## Language Reference - Operators

Operators are the symbols that you use to manipulate data items. eg In the expression A = B + C, the + operator acts on the data items B and C. The data items B and C are the operands. One of the unique features of the method language is its flexibility concerning the use of operators. You may apply an operator to any data item without regard to its type. If the operand is not the correct type, Equinox will automatically convert it. Consider the following:

- 2 + 2 equals 4
- 2 + "2" equals 4
- "2" + "2" equals 4

Similarly for subtract, multiply and divide. The string concatenation operator combines two strings:

- "Q" & "W" equals "QW"
- "2" & "2" equals "22"
- 2 & "2" equals "22"
- 2 & 2 equals "22"

The following table describes all of the operators that you can use. For each, the table includes the associated syntax convention, the returned value and the "priority" of the operator.

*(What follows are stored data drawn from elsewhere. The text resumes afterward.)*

// Path: crates/types/src/gateway.rs
//! Gateway and chain records supplied by external collaborators.

use serde::{Deserialize, Serialize};

/// The wallet placeholder used for statically configured hosts.
pub const UNKNOWN_WALLET: &str = "<unknown>";

/// One on-ledger gateway registration.
///
/// Several registrations may share an FQDN; the report builder groups them.
#[derive(Debug, Clone, PartialEq, Eq, Serialize, Deserialize)]
#[serde(rename_all = "camelCase")]
pub struct GatewayHost {
    /// The fully qualified domain name the gateway serves from.
    pub fqdn: String,
    /// The wallet address that registered the gateway.
    pub wallet: String,
    /// The first height at which the registration is active, if bounded.
    #[serde(default, skip_serializing_if = "Option::is_none")]
    pub start_height: Option<u64>,
    /// The last height at which the registration is active, if bounded.
    #[serde(default, skip_serializing_if = "Option::is_none")]
    pub end_height: Option<u64>,
}

impl GatewayHost {
    /// A host with no activity bounds.
    pub fn new(fqdn: impl Into<String>, wallet: impl Into<String>) -> Self {
        Self {
            fqdn: fqdn.into(),
            wallet: wallet.into(),
            start_height: None,
            end_height: None,
        }
    }

    /// Whether the registration covers `height`.
    pub fn is_active_at(&self, height: u64) -> bool {
        self.start_height.map_or(true, |start| start <= height)
            && self.end_height.map_or(true, |end| height <= end)
    }
}

/// The subset of a chain block the observer consumes.
#[derive(Debug, Clone, PartialEq, Eq, Serialize, Deserialize)]
pub struct BlockInfo {
    /// The block's unique identifier, base64url encoded.
    #[serde(default)]
    pub indep_hash: Option<String>,
    /// The block timestamp in seconds.
    pub timestamp: u64,
}
// Path: crates/client/src/lists.rs
//! Lists fixed by configuration.

use async_trait::async_trait;
use observer_api::lists::{GatewayListSource, NameListSource};
use observer_types::error::ObserverError;
use observer_types::gateway::{GatewayHost, UNKNOWN_WALLET};
use observer_types::Result;

/// Gateways named in configuration. Their wallets are unknown, so their
/// ownership checks always fail.
#[derive(Debug, Clone)]
pub struct StaticGatewayList {
    hosts: Vec<GatewayHost>,
}

impl StaticGatewayList {
    /// Wraps configured FQDNs.
    pub fn new(fqdns: impl IntoIterator<Item = String>) -> Self {
        Self {
            hosts: fqdns
                .into_iter()
                .map(|fqdn| GatewayHost::new(fqdn, UNKNOWN_WALLET))
                .collect(),
        }
    }
}

#[async_trait]
impl GatewayListSource for StaticGatewayList {
    async fn get_hosts(&self) -> Result<Vec<GatewayHost>> {
        Ok(self.hosts.clone())
    }
}

/// Names named in configuration, identical at every height.
#[derive(Debug, Clone)]
pub struct StaticNameList {
    names: Vec<String>,
}

impl StaticNameList {
    /// Wraps configured names, keeping their order.
    pub fn new(names: Vec<String>) -> Self {
        Self { names }
    }
}

#[async_trait]
impl NameListSource for StaticNameList {
    async fn get_names_count(&self, _height: u64) -> Result<usize> {
        Ok(self.names.len())
    }

    async fn get_name(&self, _height: u64, index: usize) -> Result<String> {
        self.names.get(index).cloned().ok_or_else(|| {
            ObserverError::InvalidInput(format!(
                "name index {index} out of range for {} names",
                self.names.len()
            ))
        })
    }

    async fn get_all_names(&self, _height: u64) -> Result<Vec<String>> {
        Ok(self.names.clone())
    }
}

#[cfg(test)]
mod tests {
    use super::*;

    #[tokio::test]
    async fn test_static_hosts_have_unknown_wallet() {
        let list = StaticGatewayList::new(vec!["a.test".to_string(), "b.test".to_string()]);
        let hosts = list.get_hosts().await.unwrap();
        assert_eq!(hosts.len(), 2);
        assert!(hosts.iter().all(|h| h.wallet == UNKNOWN_WALLET));
    }

    #[tokio::test]
    async fn test_static_names_index() {
        let list = StaticNameList::new(vec!["ardrive".into(), "arns".into()]);
        assert_eq!(list.get_names_count(0).await.unwrap(), 2);
        assert_eq!(list.get_name(9, 1).await.unwrap(), "arns");
        assert!(matches!(
            list.get_name(0, 2).await,
            Err(ObserverError::InvalidInput(_))
        ));
    }
}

Operator | Syntax | Returned value | Priority |
---|---|---|---|

[ ] | X[Y] | Yth character in string X | 1 |

( ) | (X) | Enclosed expression | 2 |

(Unary Minus) | - X | Negative value of X | 3 |

(Unary plus) | + X | Positive value of X | 3 |

BinaryNot | BinaryNot X | One's complement of X | 3 |

BinaryAnd | X BinaryAnd Y | Contains bits which are 1 if both the matching bits in X and Y are 1 | 4 |

BinaryOr | X BinaryOr Y | Contains bits which are 1 if either of the matching bits in X and Y are 1 | 5 |

BianryXor | X BinaryXor Y | Contains bits which are 1 if the bits in X and Y are different | 5 |

^ | X ^ Y | X to power of Y | 6 |

Root | X Root Y | Y Root of X | 6 |

* | X * Y | X multiplied by Y | 7 |

/ | X / Y | X divided by Y | 7 |

Div | X Div Y | Integer result of X divided by Y | 7 |

Mod | X Mod Y | Remainder of X divided by Y | 7 |

+ | X + Y | Sum of X and Y | 8 |

- | X - Y | Difference of X and Y | 8 |

& | X & Y | X concatenated with Y | 9 |

To | X To Y | See following notes | 10 |

(List Expression) | - | See following notes | 11 |

(comma) | X, Y | See following notes | 12 |

>> | X >> Y | True is string X exists in string Y | 13 |

<< | X << Y | Performs a reverse search in string Y returning True if string X exists in string Y | 13 |

< | X < Y | True if X is less than Y | 13 |

ExistsIn | X ExistsIn Y | True is string X exists in string Y | 13 |

Contains | X Contains Y | True is string Y is contained in string X | 13 |

<= | X <= Y | True if X is less the or equal to Y | 13 |

= | X = Y | True if X is equal to Y | 13 |

<> | X <> Y | True if X is not equal to Y | 13 |

>= | X >= Y | True is X is greater than or equal to Y | 13 |

> | X > Y | True if X i greater than Y | 13 |

Not | Not X | True if X is False | 14 |

And | X And Y | True if X and Y are both True | 15 |

Or | X Or Y | True if either X or Y is True | 16 |

Xor | X Xor Y | True if either X or Y is True (not both) | 16 |

If an expression contains more than one operator, the order in which they are actioned is determined by their priorities. The smaller the priority number, the higher priority the operator takes. Operators with equal priority are actioned in the order in which they occur within the expression. eg Consider the following general expression:

A + B + 4 * C

The * operator is of a higher priority than +. C is multiplied by 4, A is added and then B.